===== AVAILABLE RECORDS
//! Test and helper mocks for tipctl_core.
//!
//! Every mock is `Clone` with shared state, so a test can hand one copy to
//! the control task and keep another to steer or inspect it.

use std::sync::atomic::{AtomicBool, AtomicU16, AtomicU32, AtomicU64, Ordering};
use std::sync::{Arc, Mutex, PoisonError};

use tipctl_traits::{Heater, TipSensor, Watchdog};

/// Tip sensor reporting whatever the test last set.
#[derive(Debug, Clone)]
pub struct FixedSensor {
    temp_c: Arc<AtomicU32>,
    raw: Arc<AtomicU16>,
    max_c: u32,
    reads: Arc<AtomicU64>,
}

impl FixedSensor {
    pub fn new(temp_c: u32, max_c: u32) -> Self {
        Self {
            temp_c: Arc::new(AtomicU32::new(temp_c)),
            raw: Arc::new(AtomicU16::new(0)),
            max_c,
            reads: Arc::new(AtomicU64::new(0)),
        }
    }

    pub fn set_temp_c(&self, c: u32) {
        self.temp_c.store(c, Ordering::Relaxed);
    }

    pub fn set_raw(&self, raw: u16) {
        self.raw.store(raw, Ordering::Relaxed);
    }

    /// Temperature reads so far (including start-up preseed reads).
    pub fn reads(&self) -> u64 {
        self.reads.load(Ordering::Relaxed)
    }
}

impl TipSensor for FixedSensor {
    fn tip_temp_c(&mut self, _filtered: bool) -> u32 {
        self.reads.fetch_add(1, Ordering::Relaxed);
        self.temp_c.load(Ordering::Relaxed)
    }

    fn raw_counts(&mut self) -> u16 {
        self.raw.load(Ordering::Relaxed)
    }

    fn max_measurable_c(&self) -> u32 {
        self.max_c
    }
}

/// Heater that records every command; `off()` records 0.
#[derive(Debug, Clone, Default)]
pub struct RecordingHeater {
    commands: Arc<Mutex<Vec<i32>>>,
    failing: Arc<AtomicBool>,
}

impl RecordingHeater {
    pub fn new() -> Self {
        Self::default()
    }

    pub fn commands(&self) -> Vec<i32> {
        self.commands
            .lock()
            .unwrap_or_else(PoisonError::into_inner)
            .clone()
    }

    pub fn last(&self) -> Option<i32> {
        self.commands
            .lock()
            .unwrap_or_else(PoisonError::into_inner)
            .last()
            .copied()
    }

    /// Make every following command fail with a driver fault.
    pub fn set_failing(&self, failing: bool) {
        self.failing.store(failing, Ordering::Relaxed);
    }

    fn record(&self, x10w: i32) -> Result<(), Box<dyn std::error::Error + Send + Sync>> {
        if self.failing.load(Ordering::Relaxed) {
            return Err(Box::new(std::io::Error::other("heater driver fault")));
        }
        self.commands
            .lock()
            .unwrap_or_else(PoisonError::into_inner)
            .push(x10w);
        Ok(())
    }
}

impl Heater for RecordingHeater {
    fn set_x10_watts(
        &mut self,
        x10_watts: i32,
    ) -> Result<(), Box<dyn std::error::Error + Send + Sync>> {
        self.record(x10_watts)
    }

    fn off(&mut self) -> Result<(), Box<dyn std::error::Error + Send + Sync>> {
        self.record(0)
    }
}

#[derive(Debug, Clone, Default)]
pub struct CountingWatchdog {
    resets: Arc<AtomicU64>,
}

impl CountingWatchdog {
    pub fn new() -> Self {
        Self::default()
    }

    pub fn resets(&self) -> u64 {
        self.resets.load(Ordering::Relaxed)
    }
}

impl Watchdog for CountingWatchdog {
    fn reset(&mut self) {
        self.resets.fetch_add(1, Ordering::Relaxed);
    }
}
==========
WHAT TO DO:
When the line with "or inspect it." is reached in the data above, start copying there, and copy each line exactly until the line with "fn record(&self, x10w: i32)" has been copied; copy nothing else.

SOLUTION TO THIS TASK:
//! the control task and keep another to steer or inspect it.

use std::sync::atomic::{AtomicBool, AtomicU16, AtomicU32, AtomicU64, Ordering};
use std::sync::{Arc, Mutex, PoisonError};

use tipctl_traits::{Heater, TipSensor, Watchdog};

/// Tip sensor reporting whatever the test last set.
#[derive(Debug, Clone)]
pub struct FixedSensor {
    temp_c: Arc<AtomicU32>,
    raw: Arc<AtomicU16>,
    max_c: u32,
    reads: Arc<AtomicU64>,
}

impl FixedSensor {
    pub fn new(temp_c: u32, max_c: u32) -> Self {
        Self {
            temp_c: Arc::new(AtomicU32::new(temp_c)),
            raw: Arc::new(AtomicU16::new(0)),
            max_c,
            reads: Arc::new(AtomicU64::new(0)),
        }
    }

    pub fn set_temp_c(&self, c: u32) {
        self.temp_c.store(c, Ordering::Relaxed);
    }

    pub fn set_raw(&self, raw: u16) {
        self.raw.store(raw, Ordering::Relaxed);
    }

    /// Temperature reads so far (including start-up preseed reads).
    pub fn reads(&self) -> u64 {
        self.reads.load(Ordering::Relaxed)
    }
}

impl TipSensor for FixedSensor {
    fn tip_temp_c(&mut self, _filtered: bool) -> u32 {
        self.reads.fetch_add(1, Ordering::Relaxed);
        self.temp_c.load(Ordering::Relaxed)
    }

    fn raw_counts(&mut self) -> u16 {
        self.raw.load(Ordering::Relaxed)
    }

    fn max_measurable_c(&self) -> u32 {
        self.max_c
    }
}

/// Heater that records every command; `off()` records 0.
#[derive(Debug, Clone, Default)]
pub struct RecordingHeater {
    commands: Arc<Mutex<Vec<i32>>>,
    failing: Arc<AtomicBool>,
}

impl RecordingHeater {
    pub fn new() -> Self {
        Self::default()
    }

    pub fn commands(&self) -> Vec<i32> {
        self.commands
            .lock()
            .unwrap_or_else(PoisonError::into_inner)
            .clone()
    }

    pub fn last(&self) -> Option<i32> {
        self.commands
            .lock()
            .unwrap_or_else(PoisonError::into_inner)
            .last()
            .copied()
    }

    /// Make every following command fail with a driver fault.
    pub fn set_failing(&self, failing: bool) {
        self.failing.store(failing, Ordering::Relaxed);
    }

    fn record(&self, x10w: i32) -> Result<(), Box<dyn std::error::Error + Send + Sync>> {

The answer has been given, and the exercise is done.